KornKnock (Bad Romance 2016, Together With Me 2017 - 2018): Listen, plot wise Manner of Death is the absolute height to me but when it comes to MaxTul I will never forget them as Korn and Knock in these series. Forever grateful to all the fanvids that led me to finding my BL fathers. Chemistry forever out of this world. Also shout out to Yiwha, best female character in any BL and my wife.
WinTeam (Until We Meet Again 2019, Between Us 2023): The couple that made me aware of what second lead syndrome was because I waited so long for more of them, it felt eternal. I don't think I will ever get tired of these two.
VegasPete (KinnPorsche, 2022): Who said I couldn't like a toxic ship? These two took me by surprise, I didnt even know they were going to be a ship in the series. Definitely acknowledging how fucked up they are yet at the same time it's the forst toxic ship that really got me. I love them, in my own weird way.

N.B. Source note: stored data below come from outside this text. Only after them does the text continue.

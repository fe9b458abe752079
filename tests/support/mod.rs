#![allow(dead_code)]

use meshtopo::math::{Point2, Point3};
use meshtopo::operations::creation::{Corner, MakePolygon};
use meshtopo::topology::PolygonId;
use meshtopo::GeomData;

/// Unit cube faces, corners counter-clockwise seen from outside.
pub const CUBE_FACES: [[[f64; 3]; 4]; 6] = [
    [[0.0, 0.0, 0.0], [0.0, 1.0, 0.0], [1.0, 1.0, 0.0], [1.0, 0.0, 0.0]],
    [[0.0, 0.0, 1.0], [1.0, 0.0, 1.0], [1.0, 1.0, 1.0], [0.0, 1.0, 1.0]],
    [[0.0, 0.0, 0.0], [1.0, 0.0, 0.0], [1.0, 0.0, 1.0], [0.0, 0.0, 1.0]],
    [[0.0, 1.0, 0.0], [0.0, 1.0, 1.0], [1.0, 1.0, 1.0], [1.0, 1.0, 0.0]],
    [[0.0, 0.0, 0.0], [0.0, 0.0, 1.0], [0.0, 1.0, 1.0], [0.0, 1.0, 0.0]],
    [[1.0, 0.0, 0.0], [1.0, 1.0, 0.0], [1.0, 1.0, 1.0], [1.0, 0.0, 1.0]],
];

/// Index of the top face in [`CUBE_FACES`].
pub const TOP: usize = 1;

/// How the top face is unwrapped relative to its neighbours.
#[derive(Debug, Clone, Copy, PartialEq, Eq)]
pub enum TopCut {
    None,
    Full,
    /// Only the corner at (1, 1, 1) is moved away.
    Corner,
}

/// Continuous unwrap shared by every face: injective on the cube's corners.
fn unwrap(p: [f64; 3]) -> Point2 {
    Point2::new(p[0] + 0.3 * p[2], p[1] + 0.7 * p[2])
}

/// Builds a cube with UV channel 0 and returns its polygons in face order.
pub fn cube(cut: TopCut) -> (GeomData, Vec<PolygonId>) {
    let mut geom = GeomData::new();
    let mut polygons = Vec::with_capacity(CUBE_FACES.len());
    for (face, corners) in CUBE_FACES.iter().enumerate() {
        let corners = corners
            .iter()
            .map(|&p| {
                let mut uv = unwrap(p);
                let moved = match cut {
                    TopCut::None => false,
                    TopCut::Full => face == TOP,
                    TopCut::Corner => face == TOP && p == [1.0, 1.0, 1.0],
                };
                if moved {
                    uv.x += 10.0;
                }
                Corner::new(Point3::new(p[0], p[1], p[2])).with_uv(uv)
            })
            .collect();
        polygons.push(MakePolygon::new(corners).execute(&mut geom).unwrap());
    }
    (geom, polygons)
}

/// Routes `tracing` output through the test harness. `RUST_LOG` selects levels.
pub fn init_tracing() {
    let _ = tracing_subscriber::fmt()
        .with_env_filter(tracing_subscriber::EnvFilter::from_default_env())
        .with_test_writer()
        .try_init();
}
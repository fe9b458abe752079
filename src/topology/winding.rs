//! Boundary reconstruction from a polygon's triangulation.
//!
//! Every triangle contributes its three sides, directed along its winding.
//! A side shared by two triangles is an internal diagonal and shows up once
//! in each direction, so the two occurrences cancel. The sides that survive
//! form the boundary, still directed along the polygon's winding, and are
//! chained from endpoint to endpoint.

use std::collections::HashMap;

use crate::error::{Result, TopologyError};

use super::ids::VertexId;

/// Returns the boundary vertices of a triangulated polygon in winding order.
///
/// The loop starts at the first vertex of the first triangle that lies on the
/// boundary, which keeps the result deterministic for a given triangle list.
///
/// # Errors
///
/// Returns `TopologyError::MalformedTriangulation` if the triangle list is
/// empty, holds a degenerate triangle, or repeats a directed side (mixed
/// winding). Returns `TopologyError::WindingNotClosed` if the surviving sides
/// do not chain into exactly one closed loop.
pub fn boundary_loop(triangles: &[[VertexId; 3]]) -> Result<Vec<VertexId>> {
    if triangles.is_empty() {
        return Err(TopologyError::MalformedTriangulation("no triangles".into()).into());
    }

    let mut sides: HashMap<VertexId, Vec<VertexId>> = HashMap::with_capacity(triangles.len() * 3);
    let mut remaining = 0usize;

    for tri in triangles {
        if tri[0] == tri[1] || tri[1] == tri[2] || tri[2] == tri[0] {
            return Err(TopologyError::MalformedTriangulation(format!(
                "degenerate triangle ({}, {}, {})",
                tri[0], tri[1], tri[2]
            ))
            .into());
        }

        for i in 0..3 {
            let from = tri[i];
            let to = tri[(i + 1) % 3];

            if let Some(reverse) = sides.get_mut(&to) {
                if let Some(pos) = reverse.iter().position(|&v| v == from) {
                    reverse.remove(pos);
                    remaining -= 1;
                    continue;
                }
            }

            let outgoing = sides.entry(from).or_default();
            if outgoing.contains(&to) {
                return Err(TopologyError::MalformedTriangulation(format!(
                    "side {from} -> {to} appears twice with the same direction"
                ))
                .into());
            }
            outgoing.push(to);
            remaining += 1;
        }
    }

    let start = triangles
        .iter()
        .flatten()
        .copied()
        .find(|v| sides.get(v).is_some_and(|out| !out.is_empty()))
        .ok_or_else(|| TopologyError::MalformedTriangulation("every side cancels out".into()))?;

    let mut loop_ids = Vec::with_capacity(remaining);
    let mut current = start;

    while remaining > 0 {
        let next = match sides.get_mut(&current) {
            Some(out) if !out.is_empty() => out.remove(0),
            _ => return Err(TopologyError::WindingNotClosed.into()),
        };
        loop_ids.push(current);
        remaining -= 1;
        current = next;

        // Back at the start with sides left over: more than one loop.
        if current == start && remaining > 0 {
            return Err(TopologyError::WindingNotClosed.into());
        }
    }

    if current != start {
        return Err(TopologyError::WindingNotClosed.into());
    }

    Ok(loop_ids)
}

/// Checks that `triangles` close into a boundary that is a rotation of `expected`.
///
/// # Errors
///
/// Returns a topology error if the boundary cannot be reconstructed or
/// differs from `expected` in membership, order or direction.
pub fn check_boundary(triangles: &[[VertexId; 3]], expected: &[VertexId]) -> Result<()> {
    let found = boundary_loop(triangles)?;
    if is_rotation_of(&found, expected) {
        Ok(())
    } else {
        Err(TopologyError::MalformedTriangulation(format!(
            "triangles bound {} vertices that do not follow the polygon's {} corners",
            found.len(),
            expected.len()
        ))
        .into())
    }
}

/// Returns `true` if `a` is a cyclic rotation of `b` (same direction).
#[must_use]
pub fn is_rotation_of(a: &[VertexId], b: &[VertexId]) -> bool {
    if a.len() != b.len() {
        return false;
    }
    let Some(first) = b.first() else {
        return true;
    };
    let Some(offset) = a.iter().position(|v| v == first) else {
        return false;
    };
    let n = a.len();
    (0..n).all(|i| a[(offset + i) % n] == b[i])
}
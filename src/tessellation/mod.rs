mod triangulate_polygon;

pub use triangulate_polygon::{fan_triangulation, triangulate_polygon};
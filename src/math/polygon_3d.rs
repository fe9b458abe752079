use crate::error::{GeometryError, Result};

use super::{Point2, Point3, Vector3, TOLERANCE};

/// Newell normal of a closed polygon, scaled by twice its area.
///
/// Robust for non-convex and slightly non-planar polygons.
#[must_use]
pub fn newell_normal(polygon: &[Point3]) -> Vector3 {
    let n = polygon.len();
    let mut normal = Vector3::zeros();
    for i in 0..n {
        let a = &polygon[i];
        let b = &polygon[(i + 1) % n];
        normal.x += (a.y - b.y) * (a.z + b.z);
        normal.y += (a.z - b.z) * (a.x + b.x);
        normal.z += (a.x - b.x) * (a.y + b.y);
    }
    normal
}

/// Orthonormal in-plane axes `(u, v)` for a plane with the given normal,
/// chosen so that `u × v` points along `normal`.
///
/// # Errors
///
/// Returns `GeometryError::ZeroVector` if `normal` has zero length.
pub fn plane_axes(normal: &Vector3) -> Result<(Vector3, Vector3)> {
    let len = normal.norm();
    if len < TOLERANCE {
        return Err(GeometryError::ZeroVector.into());
    }
    let n = normal / len;
    let helper = if n.x.abs() < 0.9 {
        Vector3::x()
    } else {
        Vector3::y()
    };
    let u = helper.cross(&n).normalize();
    let v = n.cross(&u);
    Ok((u, v))
}

/// Projects `points` onto the plane through `origin` spanned by `u` and `v`.
#[must_use]
pub fn project_to_plane(points: &[Point3], origin: &Point3, u: &Vector3, v: &Vector3) -> Vec<Point2> {
    points
        .iter()
        .map(|p| {
            let d = p - origin;
            Point2::new(d.dot(u), d.dot(v))
        })
        .collect()
}

/// Signed area of a 2D polygon (shoelace formula).
///
/// Positive for counter-clockwise, negative for clockwise.
#[must_use]
pub fn signed_area_2d(points: &[Point2]) -> f64 {
    let n = points.len();
    if n < 3 {
        return 0.0;
    }
    let mut sum = 0.0;
    for i in 0..n {
        let j = (i + 1) % n;
        sum += points[i].x * points[j].y - points[j].x * points[i].y;
    }
    sum * 0.5
}

/// Returns `true` if a counter-clockwise 2D polygon is strictly convex.
#[must_use]
pub fn is_convex_ccw(points: &[Point2]) -> bool {
    let n = points.len();
    if n < 3 {
        return false;
    }
    (0..n).all(|i| {
        let a = points[i];
        let b = points[(i + 1) % n];
        let c = points[(i + 2) % n];
        cross_2d(b.x - a.x, b.y - a.y, c.x - b.x, c.y - b.y) > TOLERANCE
    })
}

/// 2D cross product: `(ax * by - ay * bx)`.
#[inline]
fn cross_2d(ax: f64, ay: f64, bx: f64, by: f64) -> f64 {
    ax * by - ay * bx
}

#[cfg(test)]
#[allow(clippy::unwrap_used)]
mod tests {
    use approx::assert_relative_eq;

    use super::*;

    fn p(x: f64, y: f64, z: f64) -> Point3 {
        Point3::new(x, y, z)
    }

    fn q(x: f64, y: f64) -> Point2 {
        Point2::new(x, y)
    }

    // ── newell_normal ──

    #[test]
    fn ccw_square_normal_points_up() {
        let square = [p(0.0, 0.0, 0.0), p(1.0, 0.0, 0.0), p(1.0, 1.0, 0.0), p(0.0, 1.0, 0.0)];
        let n = newell_normal(&square);
        assert_relative_eq!(n, Vector3::new(0.0, 0.0, 2.0));
    }

    #[test]
    fn collinear_points_have_zero_normal() {
        let line = [p(0.0, 0.0, 0.0), p(1.0, 0.0, 0.0), p(2.0, 0.0, 0.0)];
        assert_relative_eq!(newell_normal(&line).norm(), 0.0);
    }

    // ── plane_axes ──

    #[test]
    fn axes_are_right_handed() {
        let normal = Vector3::new(1.0, 2.0, -0.5);
        let (u, v) = plane_axes(&normal).unwrap();
        assert_relative_eq!(u.dot(&v), 0.0, epsilon = 1e-12);
        assert_relative_eq!(u.cross(&v), normal.normalize(), epsilon = 1e-12);
    }

    #[test]
    fn zero_normal_fails() {
        assert!(plane_axes(&Vector3::zeros()).is_err());
    }

    // ── signed_area_2d / is_convex_ccw ──

    #[test]
    fn signed_area_follows_orientation() {
        let ccw = [q(0.0, 0.0), q(2.0, 0.0), q(2.0, 2.0), q(0.0, 2.0)];
        assert_relative_eq!(signed_area_2d(&ccw), 4.0);
        let cw: Vec<_> = ccw.iter().rev().copied().collect();
        assert_relative_eq!(signed_area_2d(&cw), -4.0);
    }

    #[test]
    fn l_shape_is_not_convex() {
        let l = [
            q(0.0, 0.0),
            q(2.0, 0.0),
            q(2.0, 1.0),
            q(1.0, 1.0),
            q(1.0, 2.0),
            q(0.0, 2.0),
        ];
        assert!(!is_convex_ccw(&l));
        assert!(is_convex_ccw(&[q(0.0, 0.0), q(1.0, 0.0), q(0.0, 1.0)]));
    }
}
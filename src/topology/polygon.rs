use std::cell::Cell;

use crate::error::{Result, TopologyError};
use crate::math::{Point3, Vector3};

use super::ids::{EdgeId, PolygonId, Space, VertexId};
use super::winding;

/// A polygon record.
///
/// The polygon is stored as a list of triangles over its own boundary
/// vertices. Its center and normal are derived from vertex positions and
/// cached until a position edit invalidates them.
#[derive(Debug, Clone)]
pub struct Polygon {
    id: PolygonId,
    picking_id: u32,
    triangles: Vec<[VertexId; 3]>,
    vertex_ids: Vec<VertexId>,
    edge_ids: Vec<EdgeId>,
    space: Space,
    creation_time: Option<u64>,
    previous_triangle_time: Option<u64>,
    center: Cell<Option<Point3>>,
    normal: Cell<Option<Vector3>>,
}

impl Polygon {
    /// Creates a polygon from its triangulation and boundary elements.
    #[must_use]
    pub fn new(
        id: PolygonId,
        picking_id: u32,
        triangles: Vec<[VertexId; 3]>,
        vertex_ids: Vec<VertexId>,
        edge_ids: Vec<EdgeId>,
        space: Space,
    ) -> Self {
        Self {
            id,
            picking_id,
            triangles,
            vertex_ids,
            edge_ids,
            space,
            creation_time: None,
            previous_triangle_time: None,
            center: Cell::new(None),
            normal: Cell::new(None),
        }
    }

    #[must_use]
    pub fn id(&self) -> PolygonId {
        self.id
    }

    #[must_use]
    pub fn picking_id(&self) -> u32 {
        self.picking_id
    }

    #[must_use]
    pub fn triangles(&self) -> &[[VertexId; 3]] {
        &self.triangles
    }

    /// Number of render rows the triangulation occupies (three per triangle).
    ///
    /// This is not the vertex count; see [`Polygon::vertex_count`].
    #[must_use]
    pub fn row_count(&self) -> usize {
        self.triangles.len() * 3
    }

    #[must_use]
    pub fn vertex_count(&self) -> usize {
        self.vertex_ids.len()
    }

    /// Boundary vertices, in the order they were recorded.
    #[must_use]
    pub fn vertex_ids(&self) -> &[VertexId] {
        &self.vertex_ids
    }

    /// Boundary vertices in the winding order of the triangulation.
    ///
    /// # Errors
    ///
    /// Returns a topology error if the triangulation does not describe a
    /// single closed boundary.
    pub fn vertex_ids_in_winding_order(&self) -> Result<Vec<VertexId>> {
        winding::boundary_loop(&self.triangles)
    }

    #[must_use]
    pub fn edge_ids(&self) -> &[EdgeId] {
        &self.edge_ids
    }

    #[must_use]
    pub fn space(&self) -> Space {
        self.space
    }

    /// Returns a copy of this polygon placed in another space.
    #[must_use]
    pub(crate) fn in_space(&self, space: Space) -> Self {
        let copy = Self {
            space,
            ..self.clone()
        };
        copy.invalidate();
        copy
    }

    /// Replaces the triangulation, keeping the same boundary.
    ///
    /// # Errors
    ///
    /// Returns a topology error unless there are exactly `vertex_count() - 2`
    /// triangles, every triangle uses only this polygon's vertices, and the
    /// triangles close into a boundary over those vertices in their order.
    /// The polygon is left unchanged in that case.
    pub fn set_triangles(&mut self, triangles: Vec<[VertexId; 3]>) -> Result<()> {
        let expected = self.vertex_ids.len().saturating_sub(2);
        if triangles.len() != expected {
            return Err(TopologyError::MalformedTriangulation(format!(
                "{} triangles for {} vertices, expected {expected}",
                triangles.len(),
                self.vertex_ids.len()
            ))
            .into());
        }
        if let Some(stray) = triangles
            .iter()
            .flatten()
            .find(|&&v| !self.vertex_ids.contains(&v))
        {
            return Err(TopologyError::MalformedTriangulation(format!(
                "{stray} is not a vertex of {}",
                self.id
            ))
            .into());
        }
        winding::check_boundary(&triangles, &self.vertex_ids)?;
        self.triangles = triangles;
        self.invalidate();
        Ok(())
    }

    /// Edit time stamp at which this polygon was created.
    #[must_use]
    pub fn creation_time(&self) -> Option<u64> {
        self.creation_time
    }

    pub fn set_creation_time(&mut self, time: u64) {
        self.creation_time = Some(time);
    }

    /// Edit time stamp of the previous triangulation change.
    #[must_use]
    pub fn previous_triangle_time(&self) -> Option<u64> {
        self.previous_triangle_time
    }

    pub fn set_previous_triangle_time(&mut self, time: Option<u64>) {
        self.previous_triangle_time = time;
    }

    pub(crate) fn cached_center(&self) -> Option<Point3> {
        self.center.get()
    }

    pub(crate) fn cache_center(&self, center: Point3) {
        self.center.set(Some(center));
    }

    pub(crate) fn cached_normal(&self) -> Option<Vector3> {
        self.normal.get()
    }

    pub(crate) fn cache_normal(&self, normal: Vector3) {
        self.normal.set(Some(normal));
    }

    /// Drops the cached center and normal.
    pub(crate) fn invalidate(&self) {
        self.center.set(None);
        self.normal.set(None);
    }
}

HaoGu (HIStory 3: Make Our Days Count, 2019): I mourned them like I have mourned no other couple. I should have known from the title but they really lead me astray. My beautiful boys, the star crossed lovers. They still get me emotional now, I might go cry now.
Hira & Kiyoi (Utsukushii Kare, 2021 - 2023): Before ChenAi there were Hira and Kiyoi who absolutely owned my heart. I love how misunderstood by BL fans they were who claimed their toxicity. Meanwhile I simply love how weird their relationship is and getting to see a real Tsundere in action. I'm obsessed with them.
Honourable Mention: Kim Jae Wook as Min Sun Woo in Antique Bakery, 2008. The very first gay character I saw in Korean media. Forever iconic, forever in my heart.